Welke maatregelen kunt u op korte termijn nemen om mogelijke nieuwe aanbieders van internationale treinen te ondersteunen? Bent u bereid om samen met uw Europese collega’s de mogelijkheid te verkennen om nationale spoorwegbedrijven wagons en treinen te laten verhuren aan potentiële nieuwe spoorwegbedrijven?
In aanvulling op de verschillende zaken, die ik reeds beschreven heb, blijf ik in gesprek met aanbieders van internationale treinen. Ik zie mijn rol daarbij vooral in het bieden van een gelijk speelveld voor alle partijen en het zorgen dat de belangen van reizigers geborgd zijn. De Europese spooragenda voor internationaal personenvervoer per spoor zal ik blijven ondersteunen.
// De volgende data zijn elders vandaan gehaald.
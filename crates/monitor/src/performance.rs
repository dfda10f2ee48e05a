//! Operation tracking and the in-memory operation log.

use std::collections::VecDeque;
use std::fmt::Display;
use std::future::Future;
use std::sync::{Arc, Mutex, MutexGuard, OnceLock, PoisonError};
use std::time::{Duration, Instant};

use chrono::{DateTime, Utc};
use dashmap::DashMap;
use serde::{Deserialize, Serialize};
use serde_json::Value;
use tokio::sync::mpsc;
use uuid::Uuid;

use crate::{Analytics, HealthReport, HealthStatus, MetricSink, TracingMetricSink};

/// Error recorded for a tracked operation whose future was dropped.
pub const CANCELLED: &str = "cancelled";

#[derive(Debug, Clone)]
pub struct MonitorConfig {
    /// Successful operations slower than this are persisted.
    pub slow_threshold: Duration,
    /// Size of the in-memory operation log.
    pub log_capacity: usize,
    /// Health is degraded below this success rate.
    pub degraded_success_rate: f64,
    /// Health is degraded above this average duration.
    pub degraded_latency: Duration,
    /// Window `check_health` looks at.
    pub health_window: Duration,
    /// Records waiting for the sink beyond this are dropped.
    pub sink_queue_capacity: usize,
    /// Longest a single sink write may take.
    pub sink_timeout: Duration,
}

impl Default for MonitorConfig {
    fn default() -> Self {
        Self {
            slow_threshold: Duration::from_millis(1000),
            log_capacity: 1000,
            degraded_success_rate: 0.95,
            degraded_latency: Duration::from_millis(2000),
            health_window: Duration::from_secs(300),
            sink_queue_capacity: 1024,
            sink_timeout: Duration::from_secs(5),
        }
    }
}

/// One finished operation.
#[derive(Debug, Clone, PartialEq, Serialize, Deserialize)]
pub struct OperationRecord {
    pub op_id: String,
    pub op_type: String,
    pub metadata: Value,
    pub started_at: DateTime<Utc>,
    pub finished_at: DateTime<Utc>,
    pub duration_ms: f64,
    pub success: bool,
    pub error: Option<String>,
}

struct InFlight {
    op_type: String,
    metadata: Value,
    started_at: DateTime<Utc>,
    started: Instant,
}

/// Tracks operation durations and outcomes.
///
/// Keeps a bounded log of recent operations and hands slow or failed
/// ones to a [`MetricSink`] through a bounded queue drained by a
/// background writer, so a slow sink never holds up the operation being
/// measured. Sink failures and timeouts are logged and dropped.
#[derive(Clone)]
pub struct PerformanceMonitor {
    config: MonitorConfig,
    in_flight: Arc<DashMap<String, InFlight>>,
    log: Arc<Mutex<VecDeque<OperationRecord>>>,
    sink: Arc<dyn MetricSink>,
    writer: Arc<OnceLock<mpsc::Sender<OperationRecord>>>,
}

impl PerformanceMonitor {
    pub fn new(config: MonitorConfig, sink: Arc<dyn MetricSink>) -> Self {
        Self {
            config,
            in_flight: Arc::new(DashMap::new()),
            log: Arc::new(Mutex::new(VecDeque::new())),
            sink,
            writer: Arc::new(OnceLock::new()),
        }
    }

    pub fn config(&self) -> &MonitorConfig {
        &self.config
    }

    /// Records the start of an operation. Restarting a known id resets it.
    pub fn start_tracking(&self, op_id: impl Into<String>, op_type: impl Into<String>, metadata: Value) {
        self.in_flight.insert(
            op_id.into(),
            InFlight {
                op_type: op_type.into(),
                metadata,
                started_at: Utc::now(),
                started: Instant::now(),
            },
        );
    }

    pub fn in_flight_count(&self) -> usize {
        self.in_flight.len()
    }

    /// Finishes an operation. Returns `None` for an id that was never started.
    pub async fn end_tracking(
        &self,
        op_id: &str,
        success: bool,
        error: Option<String>,
    ) -> Option<OperationRecord> {
        self.finish(op_id, success, error)
    }

    fn finish(&self, op_id: &str, success: bool, error: Option<String>) -> Option<OperationRecord> {
        let Some((op_id, started)) = self.in_flight.remove(op_id) else {
            tracing::warn!(op_id, "end_tracking called for unknown operation");
            return None;
        };

        let elapsed = started.started.elapsed();
        let record = OperationRecord {
            op_id,
            op_type: started.op_type,
            metadata: started.metadata,
            started_at: started.started_at,
            finished_at: Utc::now(),
            duration_ms: elapsed.as_secs_f64() * 1000.0,
            success,
            error,
        };

        metrics::histogram!("operation_duration_seconds", "operation" => record.op_type.clone())
            .record(elapsed.as_secs_f64());

        {
            let mut log = self.log();
            if log.len() >= self.config.log_capacity.max(1) {
                log.pop_front();
            }
            log.push_back(record.clone());
        }

        if !success || elapsed > self.config.slow_threshold {
            self.enqueue(record.clone());
        }

        Some(record)
    }

    fn log(&self) -> MutexGuard<'_, VecDeque<OperationRecord>> {
        self.log.lock().unwrap_or_else(PoisonError::into_inner)
    }

    fn enqueue(&self, record: OperationRecord) {
        let Some(writer) = self.writer() else {
            tracing::warn!(op_id = %record.op_id, "No runtime for the metric sink, dropping record");
            return;
        };
        if let Err(e) = writer.try_send(record) {
            let record = match e {
                mpsc::error::TrySendError::Full(record) | mpsc::error::TrySendError::Closed(record) => record,
            };
            metrics::counter!("monitor_records_dropped_total").increment(1);
            tracing::warn!(op_id = %record.op_id, "Metric sink queue unavailable, dropping record");
        }
    }

    /// Starts the sink writer on first use, on the current runtime.
    fn writer(&self) -> Option<&mpsc::Sender<OperationRecord>> {
        if let Some(writer) = self.writer.get() {
            return Some(writer);
        }
        let handle = tokio::runtime::Handle::try_current().ok()?;
        Some(self.writer.get_or_init(|| {
            let (tx, rx) = mpsc::channel(self.config.sink_queue_capacity.max(1));
            handle.spawn(run_sink_writer(self.sink.clone(), rx, self.config.sink_timeout));
            tx
        }))
    }

    /// Runs `operation` between `start_tracking` and `end_tracking` and
    /// returns its result unchanged. If the returned future is dropped
    /// before `operation` completes, the operation is recorded as failed
    /// with the error [`CANCELLED`].
    pub async fn track<T, E, F>(&self, op_type: &str, metadata: Value, operation: F) -> Result<T, E>
    where
        F: Future<Output = Result<T, E>>,
        E: Display,
    {
        let op_id = Uuid::new_v4().to_string();
        self.start_tracking(op_id.clone(), op_type, metadata);
        let guard = TrackGuard {
            monitor: self,
            op_id: Some(op_id),
        };
        let result = operation.await;
        match &result {
            Ok(_) => guard.finish(true, None),
            Err(e) => guard.finish(false, Some(e.to_string())),
        }
        result
    }

    /// Returns the operations currently in the log, oldest first.
    pub async fn recent(&self) -> Vec<OperationRecord> {
        self.log().iter().cloned().collect()
    }

    /// Aggregates operations that finished within `window`.
    pub async fn get_analytics(&self, window: Duration) -> Analytics {
        let since = chrono::Duration::from_std(window)
            .ok()
            .and_then(|window| Utc::now().checked_sub_signed(window));
        let log = self.log();
        Analytics::from_records(
            window.as_secs(),
            log.iter()
                .filter(|r| since.is_none_or(|since| r.finished_at >= since)),
        )
    }

    pub async fn check_health(&self) -> HealthReport {
        let analytics = self.get_analytics(self.config.health_window).await;
        let mut issues = Vec::new();

        if analytics.success_rate < self.config.degraded_success_rate {
            issues.push(format!(
                "Success rate {:.1}% is below {:.1}%",
                analytics.success_rate * 100.0,
                self.config.degraded_success_rate * 100.0
            ));
        }
        let latency_ms = self.config.degraded_latency.as_secs_f64() * 1000.0;
        if analytics.average_duration_ms > latency_ms {
            issues.push(format!(
                "Average duration {:.0}ms is above {:.0}ms",
                analytics.average_duration_ms, latency_ms
            ));
        }

        HealthReport {
            status: if issues.is_empty() {
                HealthStatus::Healthy
            } else {
                HealthStatus::Degraded
            },
            success_rate: analytics.success_rate,
            average_duration_ms: analytics.average_duration_ms,
            issues,
        }
    }
}

/// Ends the tracked operation when dropped without an outcome.
struct TrackGuard<'a> {
    monitor: &'a PerformanceMonitor,
    op_id: Option<String>,
}

impl TrackGuard<'_> {
    fn finish(mut self, success: bool, error: Option<String>) {
        if let Some(op_id) = self.op_id.take() {
            self.monitor.finish(&op_id, success, error);
        }
    }
}

impl Drop for TrackGuard<'_> {
    fn drop(&mut self) {
        if let Some(op_id) = self.op_id.take() {
            tracing::debug!(%op_id, "Tracked operation dropped before completion");
            self.monitor.finish(&op_id, false, Some(CANCELLED.to_string()));
        }
    }
}

async fn run_sink_writer(
    sink: Arc<dyn MetricSink>,
    mut records: mpsc::Receiver<OperationRecord>,
    timeout: Duration,
) {
    while let Some(record) = records.recv().await {
        match tokio::time::timeout(timeout, sink.persist(&record)).await {
            Ok(Ok(())) => {}
            Ok(Err(e)) => {
                tracing::warn!(op_id = %record.op_id, error = %e, "Failed to persist operation metrics");
            }
            Err(_) => {
                metrics::counter!("monitor_sink_timeouts_total").increment(1);
                tracing::warn!(op_id = %record.op_id, ?timeout, "Metric sink timed out");
            }
        }
    }
}

impl Default for PerformanceMonitor {
    fn default() -> Self {
        Self::new(MonitorConfig::default(), Arc::new(TracingMetricSink))
    }
}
Wat betreft de beschikbaarheid van materieel zie ik vooral een rol bij vervoerders zelf, zeker ook in de context van open toegang. De pilots in het kader van het EU Actieplan voor internationale railverbindingen kunnen hier ook relevante input voor opleveren voor wat betreft de rol van de Commissie als ook de lidstaten.